A Proposta de Emenda à Constituição (PEC) que altera a forma de cálculo do Imposto sobre a Propriedade de Veículos Automotores (IPVA) foi aprovada pela Comissão de Constituição e Justiça (CCJ) da Câmara dos Deputados. De autoria do deputado Kim Kataguiri, o texto propõe que o imposto seja calculado com base no peso do veículo, e não mais no valor de mercado. A alíquota máxima seria de 1% do valor de venda, com descontos para veículos menos poluentes.
Como funciona a proposta?
Atualmente, o IPVA é calculado aplicando-se uma alíquota sobre o valor venal do veículo, que varia conforme o estado. A PEC de Kataguiri substitui essa base de cálculo pelo peso do automóvel. O texto estabelece que a alíquota não poderá ultrapassar 1% do valor de venda do veículo. Além disso, prevê descontos para veículos com menor emissão de poluentes, incentivando a frota mais sustentável.
Tramitação na Câmara
Aprovada na CCJ, a PEC segue agora para análise em uma comissão especial, que discutirá o mérito da proposta. Depois, precisará ser votada em dois turnos no plenário da Câmara, com aprovação de, no mínimo, 308 deputados. Se aprovada, seguirá para o Senado.

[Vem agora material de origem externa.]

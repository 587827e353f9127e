// WFS shapefile export
//
// `GET /ows?service=WFS&version=1.0.0&request=GetFeature&typeName={ws}:{layer}&outputFormat=shape-zip`
// streams a zipped shapefile. The body is written to `{destination}/{store}.zip`
// chunk by chunk and then unpacked next to it.

use std::path::{Path, PathBuf};

use serde::Serialize;
use tokio::io::AsyncWriteExt;
use tracing::{debug, info, warn};
use url::Url;

use crate::error::Error;
use crate::rest::client::{GeoServerClient, ensure_success, require};
use crate::shapefile;

/// WFS output format that yields a zipped shapefile.
pub const SHAPE_ZIP_FORMAT: &str = "shape-zip";

/// Result of a successful layer export.
#[derive(Debug, Clone, PartialEq, Eq, Serialize)]
pub struct ShapefileDownload {
    /// The archive as written to disk.
    pub archive_path: PathBuf,
    /// Size of the archive in bytes.
    pub archive_size: usize,
    /// Every file extracted from the archive.
    pub files: Vec<PathBuf>,
}

impl GeoServerClient {
    /// Build the WFS `GetFeature` URL for a layer.
    pub fn get_feature_url(&self, workspace: &str, layer: &str) -> Result<Url, Error> {
        let mut url = self.ows_url()?;
        url.query_pairs_mut()
            .append_pair("service", "WFS")
            .append_pair("version", "1.0.0")
            .append_pair("request", "GetFeature")
            .append_pair("typeName", &format!("{workspace}:{layer}"))
            .append_pair("outputFormat", SHAPE_ZIP_FORMAT);
        Ok(url)
    }

    /// Export a published layer as a shapefile archive and unpack it.
    ///
    /// A non-success status is returned as `Error::Rejected` before anything
    /// touches `destination`. If the body stream fails midway, the partial
    /// archive is removed.
    pub async fn download_layer(
        &self,
        workspace: &str,
        store: &str,
        layer: &str,
        destination: &Path,
    ) -> Result<ShapefileDownload, Error> {
        require("workspace", workspace)?;
        require("store", store)?;
        require("layer", layer)?;

        let url = self.get_feature_url(workspace, layer)?;
        debug!("GET {}", url);
        let resp = self.send(self.http().get(url.clone())).await?;
        let resp = ensure_success(resp, &url).await?;

        tokio::fs::create_dir_all(destination)
            .await
            .map_err(Error::io(destination))?;
        let archive_path = destination.join(format!("{store}.zip"));

        let archive_size = match self.stream_to_file(resp, &archive_path).await {
            Ok(size) => size,
            Err(err) => {
                if let Err(cleanup) = tokio::fs::remove_file(&archive_path).await {
                    warn!(
                        path = %archive_path.display(),
                        error = %cleanup,
                        "failed to remove partial archive"
                    );
                }
                return Err(err);
            }
        };
        info!(path = %archive_path.display(), bytes = archive_size, "shapefile archive saved");

        let files = shapefile::extract_archive(&archive_path, destination).await?;
        info!(
            destination = %destination.display(),
            files = files.len(),
            "shapefile archive extracted"
        );

        Ok(ShapefileDownload {
            archive_path,
            archive_size,
            files,
        })
    }

    async fn stream_to_file(
        &self,
        mut resp: reqwest::Response,
        path: &Path,
    ) -> Result<usize, Error> {
        let mut file = tokio::fs::File::create(path)
            .await
            .map_err(Error::io(path))?;
        let mut written = 0;

        while let Some(chunk) = self
            .cancellable(resp.chunk())
            .await?
            .map_err(|e| self.transport_error(e))?
        {
            file.write_all(&chunk).await.map_err(Error::io(path))?;
            written += chunk.len();
        }

        file.flush().await.map_err(Error::io(path))?;
        Ok(written)
    }
}
/// Accept one connection, read the request head, write `response` verbatim,
/// then hold the socket open for `linger` before closing it.
async fn serve_raw(response: &'static [u8], linger: Duration) -> Url {
    let listener = TcpListener::bind("127.0.0.1:0").await.unwrap();
    let addr = listener.local_addr().unwrap();
    tokio::spawn(async move {
        let (mut socket, _) = listener.accept().await.unwrap();
        let mut head = Vec::new();
        let mut buf = [0u8; 1024];
        while !head.windows(4).any(|w| w == b"\r\n\r\n") {
            let n = socket.read(&mut buf).await.unwrap();
            if n == 0 {
                return;
            }
            head.extend_from_slice(&buf[..n]);
        }
        socket.write_all(response).await.unwrap();
        socket.flush().await.unwrap();
        tokio::time::sleep(linger).await;
    });
    Url::parse(&format!("http://{addr}/geoserver")).unwrap()
}

/// A 200 whose body stops well short of the advertised length.
const SHORT_ARCHIVE_RESPONSE: &[u8] = b"HTTP/1.1 200 OK\r\n\
Content-Type: application/zip\r\n\
Content-Length: 4096\r\n\
\r\n\
PK\x03\x04partial";

async fn mount_get_feature(server: &MockServer, layer: &str, response: ResponseTemplate) {
    Mock::given(method("GET"))
        .and(path("/geoserver/ows"))
        .and(query_param("service", "WFS"))
        .and(query_param("version", "1.0.0"))
        .and(query_param("request", "GetFeature"))
        .and(query_param("typeName", format!("geo:{layer}")))
        .and(query_param("outputFormat", "shape-zip"))
        .respond_with(response)
        .expect(1)
        .mount(server)
        .await;
}

// ── Workspace tests ─────────────────────────────────────────────────

#[tokio::test]
async fn test_existing_workspace_is_not_recreated() {
    let (server, client) = setup().await;

    Mock::given(method("GET"))
        .and(path(rest("workspaces/geo.json")))
        .and(basic_auth("admin", "geoserver"))
        .respond_with(ResponseTemplate::new(200).set_body_json(json!({
            "workspace": { "name": "geo" }
        })))
        .expect(1)
        .mount(&server)
        .await;

    Mock::given(method("POST"))
        .respond_with(ResponseTemplate::new(201))
        .expect(0)
        .mount(&server)
        .await;

    let result = client.create_workspace("geo").await.unwrap();
    assert_eq!(result, Ensured::AlreadyExists);
}

#[tokio::test]
async fn test_missing_workspace_is_created_once() {
    let (server, client) = setup().await;

    Mock::given(method("GET"))
        .and(path(rest("workspaces/geo.json")))
        .respond_with(ResponseTemplate::new(404))
        .expect(1)
        .mount(&server)
        .await;

    Mock::given(method("POST"))
        .and(path(rest("workspaces.json")))
        .and(basic_auth("admin", "geoserver"))
        .and(body_json(json!({ "workspace": { "name": "geo" } })))
        .respond_with(ResponseTemplate::new(201))
        .expect(1)
        .mount(&server)
        .await;

    let result = client.create_workspace("geo").await.unwrap();
    assert_eq!(result, Ensured::Created);
}
// GeoServer REST administration API
//
// Hand-written client for the `/rest` endpoints used to provision shapefile
// layers, plus the `/ows` WFS export used to pull them back out.

pub mod client;
pub mod datastores;
pub mod featuretypes;
pub mod models;
pub mod ows;
pub mod uploads;
pub mod workspaces;

pub use client::GeoServerClient;
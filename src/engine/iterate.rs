//! Lazy single level directory enumeration.

use std::fs::ReadDir;
use std::path::{Path, PathBuf};

use anyhow::{format_err, Error};

use super::task::IndexBatch;

/// One step of a directory enumeration.
#[derive(Debug)]
pub enum DirEvent {
    /// A child directory, to be indexed by a task of its own.
    SubDir(PathBuf),
    /// A bounded group of plain files directly under the directory.
    Batch(IndexBatch),
}

/// Iterates one directory without descending.
///
/// Child directories are yielded one by one; anything that is not a
/// directory accumulates into batches of at most `max_index_size`
/// entries. A file arriving at a full batch flushes it and opens the
/// next batch, so a full flush carries exactly `max_index_size` entries
/// and the trigger file moves into the following batch. A final partial
/// batch is yielded when the listing ends.
pub struct DirIterator {
    dir: PathBuf,
    nfs_cluster: String,
    max_index_size: usize,
    entries: ReadDir,
    files: Vec<String>,
    size: u64,
    done: bool,
}

impl DirIterator {
    pub fn open(dir: &Path, nfs_cluster: &str, max_index_size: usize) -> Result<Self, Error> {
        let entries = std::fs::read_dir(dir)
            .map_err(|err| format_err!("unable to read directory {:?} - {}", dir, err))?;
        Ok(Self {
            dir: dir.to_owned(),
            nfs_cluster: nfs_cluster.to_string(),
            max_index_size: max_index_size.max(1),
            entries,
            files: Vec::new(),
            size: 0,
            done: false,
        })
    }

    fn flush(&mut self, files: Vec<String>, size: u64) -> IndexBatch {
        let files = std::mem::replace(&mut self.files, files);
        let size = std::mem::replace(&mut self.size, size);
        IndexBatch {
            dir: self.dir.to_string_lossy().to_string(),
            files,
            size,
            nfs_cluster: self.nfs_cluster.clone(),
        }
    }
}

impl Iterator for DirIterator {
    type Item = Result<DirEvent, Error>;

    fn next(&mut self) -> Option<Self::Item> {
        if self.done {
            return None;
        }
        loop {
            let entry = match self.entries.next() {
                Some(Ok(entry)) => entry,
                Some(Err(err)) => return Some(Err(err.into())),
                None => {
                    self.done = true;
                    if self.files.is_empty() {
                        return None;
                    }
                    let batch = self.flush(Vec::new(), 0);
                    return Some(Ok(DirEvent::Batch(batch)));
                }
            };

            let path = self.dir.join(entry.file_name());
            // Symlinks and special files count as files whenever the
            // directory check says no.
            if path.is_dir() {
                return Some(Ok(DirEvent::SubDir(path)));
            }

            let size = match path.metadata() {
                Ok(metadata) => metadata.len(),
                Err(err) => return Some(Err(format_err!("stat {:?} failed: {}", path, err))),
            };

            let name = entry.file_name().to_string_lossy().to_string();
            if self.files.len() == self.max_index_size {
                let batch = self.flush(vec![name], size);
                return Some(Ok(DirEvent::Batch(batch)));
            }
            self.files.push(name);
            self.size += size;
        }
    }
}

#[cfg(test)]
mod tests {
    use super::*;
    use std::fs;

    fn events(dir: &Path, max_index_size: usize) -> Vec<DirEvent> {
        DirIterator::open(dir, "cluster", max_index_size)
            .unwrap()
            .map(|event| event.unwrap())
            .collect()
    }

    fn batches(events: &[DirEvent]) -> Vec<&IndexBatch> {
        events
            .iter()
            .filter_map(|event| match event {
                DirEvent::Batch(batch) => Some(batch),
                DirEvent::SubDir(_) => None,
            })
            .collect()
    }

    #[test]
    fn empty_directory_yields_nothing() -> Result<(), Error> {
        let scratch = tempfile::tempdir()?;
        assert!(events(scratch.path(), 5).is_empty());
        Ok(())
    }

    #[test]
    fn exactly_max_files_fill_one_batch() -> Result<(), Error> {
        let scratch = tempfile::tempdir()?;
        for i in 0..5 {
            fs::write(scratch.path().join(format!("f{}", i)), b"x")?;
        }

        let events = events(scratch.path(), 5);
        let batches = batches(&events);
        assert_eq!(batches.len(), 1);
        assert_eq!(batches[0].files.len(), 5);
        assert_eq!(batches[0].size, 5);
        assert_eq!(batches[0].nfs_cluster, "cluster");
        Ok(())
    }

    #[test]
    fn threshold_crossing_file_opens_the_next_batch() -> Result<(), Error> {
        let scratch = tempfile::tempdir()?;
        for i in 0..6 {
            fs::write(scratch.path().join(format!("f{}", i)), b"x")?;
        }

        let events = events(scratch.path(), 5);
        let batches = batches(&events);
        assert_eq!(batches.len(), 2);
        assert_eq!(batches[0].files.len(), 5);
        assert_eq!(batches[1].files.len(), 1);
        Ok(())
    }

    #[test]
    fn subdirs_are_yielded_individually() -> Result<(), Error> {
        let scratch = tempfile::tempdir()?;
        fs::create_dir(scratch.path().join("sub1"))?;
        fs::create_dir(scratch.path().join("sub2"))?;
        fs::write(scratch.path().join("f1"), b"data")?;

        let events = events(scratch.path(), 5);
        let subdirs = events
            .iter()
            .filter(|event| matches!(event, DirEvent::SubDir(_)))
            .count();
        assert_eq!(subdirs, 2);

        let batches = batches(&events);
        assert_eq!(batches.len(), 1);
        assert_eq!(batches[0].files, vec!["f1".to_string()]);
        assert_eq!(batches[0].size, 4);
        Ok(())
    }
}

"A ideia é tornar o IPVA mais justo e progressivo, pois veículos mais pesados causam maior desgaste nas vias e poluem mais", afirmou Kataguiri durante a votação na CCJ. Críticos, no entanto, apontam possíveis distorções fiscais, como a tributação de veículos de alto valor, mas leves, ou o ônus sobre carros populares mais pesados.
Impactos e críticas
A mudança pode beneficiar proprietários de veículos leves e de baixo valor, mas elevar o imposto para donos de SUVs e picapes, que geralmente são mais pesados. Especialistas ouvidos pela reportagem alertam que a proposta pode gerar perda de arrecadação para os estados, que são os entes responsáveis pelo IPVA. A equipe econômica do governo ainda não se manifestou oficialmente.